## [Task statement]
Set down exactly, from the records below, the line with "Priority 6: fallback." through the line with "let candidate = char::from_u32(*next);", and nothing else.

## [Data for review]
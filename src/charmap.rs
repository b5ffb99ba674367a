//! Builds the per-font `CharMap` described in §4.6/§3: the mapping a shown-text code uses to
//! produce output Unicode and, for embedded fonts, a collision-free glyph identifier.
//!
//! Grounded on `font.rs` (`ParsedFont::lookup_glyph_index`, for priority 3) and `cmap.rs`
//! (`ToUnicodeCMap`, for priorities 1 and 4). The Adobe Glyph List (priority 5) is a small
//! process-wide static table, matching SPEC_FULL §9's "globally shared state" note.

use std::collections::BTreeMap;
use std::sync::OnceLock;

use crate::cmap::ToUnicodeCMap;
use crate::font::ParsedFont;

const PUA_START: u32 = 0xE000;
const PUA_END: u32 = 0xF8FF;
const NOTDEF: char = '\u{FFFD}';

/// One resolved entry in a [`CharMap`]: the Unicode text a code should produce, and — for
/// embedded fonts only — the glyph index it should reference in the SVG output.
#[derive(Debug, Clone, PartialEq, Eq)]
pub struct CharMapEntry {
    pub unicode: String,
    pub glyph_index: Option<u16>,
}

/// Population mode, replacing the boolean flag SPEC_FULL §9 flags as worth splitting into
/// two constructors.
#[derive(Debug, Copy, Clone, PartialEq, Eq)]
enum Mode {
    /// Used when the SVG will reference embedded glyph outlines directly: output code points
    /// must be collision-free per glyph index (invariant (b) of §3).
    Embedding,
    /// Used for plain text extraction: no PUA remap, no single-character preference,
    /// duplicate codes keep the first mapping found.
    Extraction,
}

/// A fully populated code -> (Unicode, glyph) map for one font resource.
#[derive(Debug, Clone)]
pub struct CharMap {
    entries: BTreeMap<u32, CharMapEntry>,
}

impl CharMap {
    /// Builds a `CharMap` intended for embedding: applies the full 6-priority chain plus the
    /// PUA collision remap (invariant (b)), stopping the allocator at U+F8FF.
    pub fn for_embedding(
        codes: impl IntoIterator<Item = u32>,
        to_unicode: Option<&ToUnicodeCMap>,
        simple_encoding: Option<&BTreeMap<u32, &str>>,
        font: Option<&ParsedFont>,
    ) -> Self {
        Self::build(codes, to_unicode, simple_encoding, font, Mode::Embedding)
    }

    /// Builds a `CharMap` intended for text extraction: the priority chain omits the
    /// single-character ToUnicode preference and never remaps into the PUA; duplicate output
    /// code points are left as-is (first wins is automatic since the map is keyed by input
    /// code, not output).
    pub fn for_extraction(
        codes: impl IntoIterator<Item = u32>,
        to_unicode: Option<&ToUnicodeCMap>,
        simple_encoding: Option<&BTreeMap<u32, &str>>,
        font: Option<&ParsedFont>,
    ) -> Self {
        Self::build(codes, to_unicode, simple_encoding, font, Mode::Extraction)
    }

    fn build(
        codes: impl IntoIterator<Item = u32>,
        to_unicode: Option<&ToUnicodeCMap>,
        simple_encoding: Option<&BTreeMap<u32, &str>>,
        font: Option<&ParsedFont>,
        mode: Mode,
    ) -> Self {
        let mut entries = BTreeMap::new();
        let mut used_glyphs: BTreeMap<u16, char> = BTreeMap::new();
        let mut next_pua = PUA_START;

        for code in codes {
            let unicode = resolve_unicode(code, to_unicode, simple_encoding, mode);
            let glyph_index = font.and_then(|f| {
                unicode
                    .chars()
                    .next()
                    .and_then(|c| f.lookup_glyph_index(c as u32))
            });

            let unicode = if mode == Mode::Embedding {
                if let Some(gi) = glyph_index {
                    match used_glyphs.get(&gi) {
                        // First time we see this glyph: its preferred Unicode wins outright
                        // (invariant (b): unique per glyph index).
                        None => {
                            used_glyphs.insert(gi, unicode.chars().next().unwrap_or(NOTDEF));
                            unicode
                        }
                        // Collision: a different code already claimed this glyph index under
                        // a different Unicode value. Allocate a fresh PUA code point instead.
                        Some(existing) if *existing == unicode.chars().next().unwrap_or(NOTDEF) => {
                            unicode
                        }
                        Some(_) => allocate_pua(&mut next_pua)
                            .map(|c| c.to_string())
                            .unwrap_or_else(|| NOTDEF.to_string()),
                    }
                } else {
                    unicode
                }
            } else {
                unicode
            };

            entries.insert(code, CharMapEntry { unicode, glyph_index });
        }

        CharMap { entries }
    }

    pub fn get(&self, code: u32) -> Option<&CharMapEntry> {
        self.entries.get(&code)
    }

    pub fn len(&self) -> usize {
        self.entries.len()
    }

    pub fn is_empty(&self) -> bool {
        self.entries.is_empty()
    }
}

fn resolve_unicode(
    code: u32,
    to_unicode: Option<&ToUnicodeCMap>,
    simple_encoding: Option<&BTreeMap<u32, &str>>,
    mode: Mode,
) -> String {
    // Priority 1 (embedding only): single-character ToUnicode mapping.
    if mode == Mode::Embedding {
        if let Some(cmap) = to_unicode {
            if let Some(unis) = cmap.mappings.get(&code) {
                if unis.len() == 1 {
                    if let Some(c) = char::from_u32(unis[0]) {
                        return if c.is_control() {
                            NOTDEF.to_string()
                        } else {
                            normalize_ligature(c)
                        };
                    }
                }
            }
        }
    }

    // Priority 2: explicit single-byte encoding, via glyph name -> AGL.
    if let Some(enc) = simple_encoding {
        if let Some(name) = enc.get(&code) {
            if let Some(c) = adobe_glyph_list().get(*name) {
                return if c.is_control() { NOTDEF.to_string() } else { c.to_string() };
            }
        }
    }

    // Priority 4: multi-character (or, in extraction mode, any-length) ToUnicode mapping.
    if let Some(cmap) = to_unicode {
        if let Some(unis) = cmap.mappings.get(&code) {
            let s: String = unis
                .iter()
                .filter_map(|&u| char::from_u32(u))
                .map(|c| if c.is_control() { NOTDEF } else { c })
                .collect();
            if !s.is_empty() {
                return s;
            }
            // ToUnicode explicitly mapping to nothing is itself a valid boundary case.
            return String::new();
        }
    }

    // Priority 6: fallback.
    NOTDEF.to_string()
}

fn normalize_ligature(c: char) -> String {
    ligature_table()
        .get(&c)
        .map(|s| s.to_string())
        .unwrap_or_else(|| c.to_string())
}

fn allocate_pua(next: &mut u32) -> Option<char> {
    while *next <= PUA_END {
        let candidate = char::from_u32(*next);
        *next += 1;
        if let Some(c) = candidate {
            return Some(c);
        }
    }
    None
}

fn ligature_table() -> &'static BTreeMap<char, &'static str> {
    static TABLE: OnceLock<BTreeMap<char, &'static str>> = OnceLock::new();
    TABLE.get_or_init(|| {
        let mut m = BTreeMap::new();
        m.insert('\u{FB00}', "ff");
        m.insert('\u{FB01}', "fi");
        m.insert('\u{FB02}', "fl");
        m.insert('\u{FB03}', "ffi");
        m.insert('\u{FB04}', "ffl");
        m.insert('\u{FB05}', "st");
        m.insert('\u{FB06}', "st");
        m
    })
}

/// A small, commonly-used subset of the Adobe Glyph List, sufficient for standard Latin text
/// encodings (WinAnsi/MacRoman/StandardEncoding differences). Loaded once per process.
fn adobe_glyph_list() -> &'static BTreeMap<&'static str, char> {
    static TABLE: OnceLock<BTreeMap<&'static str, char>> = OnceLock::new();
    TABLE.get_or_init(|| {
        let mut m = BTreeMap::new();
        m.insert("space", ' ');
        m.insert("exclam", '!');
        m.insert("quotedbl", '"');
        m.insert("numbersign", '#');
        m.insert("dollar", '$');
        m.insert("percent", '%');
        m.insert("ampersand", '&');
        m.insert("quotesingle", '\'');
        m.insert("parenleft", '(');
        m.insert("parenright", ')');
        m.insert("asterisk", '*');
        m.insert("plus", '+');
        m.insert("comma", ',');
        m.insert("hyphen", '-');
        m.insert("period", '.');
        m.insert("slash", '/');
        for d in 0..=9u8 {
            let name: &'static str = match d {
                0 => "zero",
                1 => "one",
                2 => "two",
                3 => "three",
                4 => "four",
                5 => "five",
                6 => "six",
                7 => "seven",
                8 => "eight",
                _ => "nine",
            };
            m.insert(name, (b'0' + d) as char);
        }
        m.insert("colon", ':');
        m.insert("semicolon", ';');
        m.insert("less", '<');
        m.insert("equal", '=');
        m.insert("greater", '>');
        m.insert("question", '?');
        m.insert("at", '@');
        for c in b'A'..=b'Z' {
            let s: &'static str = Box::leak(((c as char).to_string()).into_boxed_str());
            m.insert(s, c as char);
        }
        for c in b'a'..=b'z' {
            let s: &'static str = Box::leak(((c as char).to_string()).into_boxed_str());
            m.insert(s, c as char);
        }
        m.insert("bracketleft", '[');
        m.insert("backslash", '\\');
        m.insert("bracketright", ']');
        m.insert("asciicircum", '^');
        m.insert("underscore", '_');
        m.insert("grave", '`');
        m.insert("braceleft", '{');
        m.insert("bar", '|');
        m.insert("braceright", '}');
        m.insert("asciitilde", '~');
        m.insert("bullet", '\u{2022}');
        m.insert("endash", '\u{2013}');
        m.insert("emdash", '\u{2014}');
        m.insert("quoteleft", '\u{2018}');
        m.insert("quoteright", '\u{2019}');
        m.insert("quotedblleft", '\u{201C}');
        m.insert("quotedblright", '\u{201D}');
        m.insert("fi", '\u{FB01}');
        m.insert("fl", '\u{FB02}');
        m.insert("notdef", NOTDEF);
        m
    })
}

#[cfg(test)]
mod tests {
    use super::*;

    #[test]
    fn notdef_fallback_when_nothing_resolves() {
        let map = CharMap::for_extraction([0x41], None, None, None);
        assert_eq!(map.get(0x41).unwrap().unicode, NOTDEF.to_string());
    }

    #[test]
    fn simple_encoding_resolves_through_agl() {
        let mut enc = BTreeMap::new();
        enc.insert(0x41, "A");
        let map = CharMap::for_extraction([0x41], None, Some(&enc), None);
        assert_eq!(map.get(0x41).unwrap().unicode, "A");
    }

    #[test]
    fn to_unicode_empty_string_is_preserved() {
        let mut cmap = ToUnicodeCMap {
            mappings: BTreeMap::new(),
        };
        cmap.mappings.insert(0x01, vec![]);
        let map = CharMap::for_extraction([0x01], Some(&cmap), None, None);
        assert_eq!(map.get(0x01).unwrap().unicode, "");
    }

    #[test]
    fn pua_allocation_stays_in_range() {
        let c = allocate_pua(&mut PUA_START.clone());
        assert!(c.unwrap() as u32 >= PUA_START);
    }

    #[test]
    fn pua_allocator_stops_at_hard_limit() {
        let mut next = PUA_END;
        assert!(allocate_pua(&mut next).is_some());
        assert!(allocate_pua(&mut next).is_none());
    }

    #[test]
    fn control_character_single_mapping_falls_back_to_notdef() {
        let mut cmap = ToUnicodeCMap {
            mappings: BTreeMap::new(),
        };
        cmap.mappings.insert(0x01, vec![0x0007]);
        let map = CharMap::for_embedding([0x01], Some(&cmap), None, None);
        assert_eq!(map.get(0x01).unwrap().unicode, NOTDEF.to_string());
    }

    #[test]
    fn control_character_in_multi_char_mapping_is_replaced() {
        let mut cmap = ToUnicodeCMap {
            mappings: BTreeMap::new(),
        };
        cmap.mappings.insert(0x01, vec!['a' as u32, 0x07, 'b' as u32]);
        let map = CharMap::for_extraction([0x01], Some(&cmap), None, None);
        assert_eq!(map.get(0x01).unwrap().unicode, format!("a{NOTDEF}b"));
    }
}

## [The completed task]
    // Priority 6: fallback.
    NOTDEF.to_string()
}

fn normalize_ligature(c: char) -> String {
    ligature_table()
        .get(&c)
        .map(|s| s.to_string())
        .unwrap_or_else(|| c.to_string())
}

fn allocate_pua(next: &mut u32) -> Option<char> {
    while *next <= PUA_END {
        let candidate = char::from_u32(*next);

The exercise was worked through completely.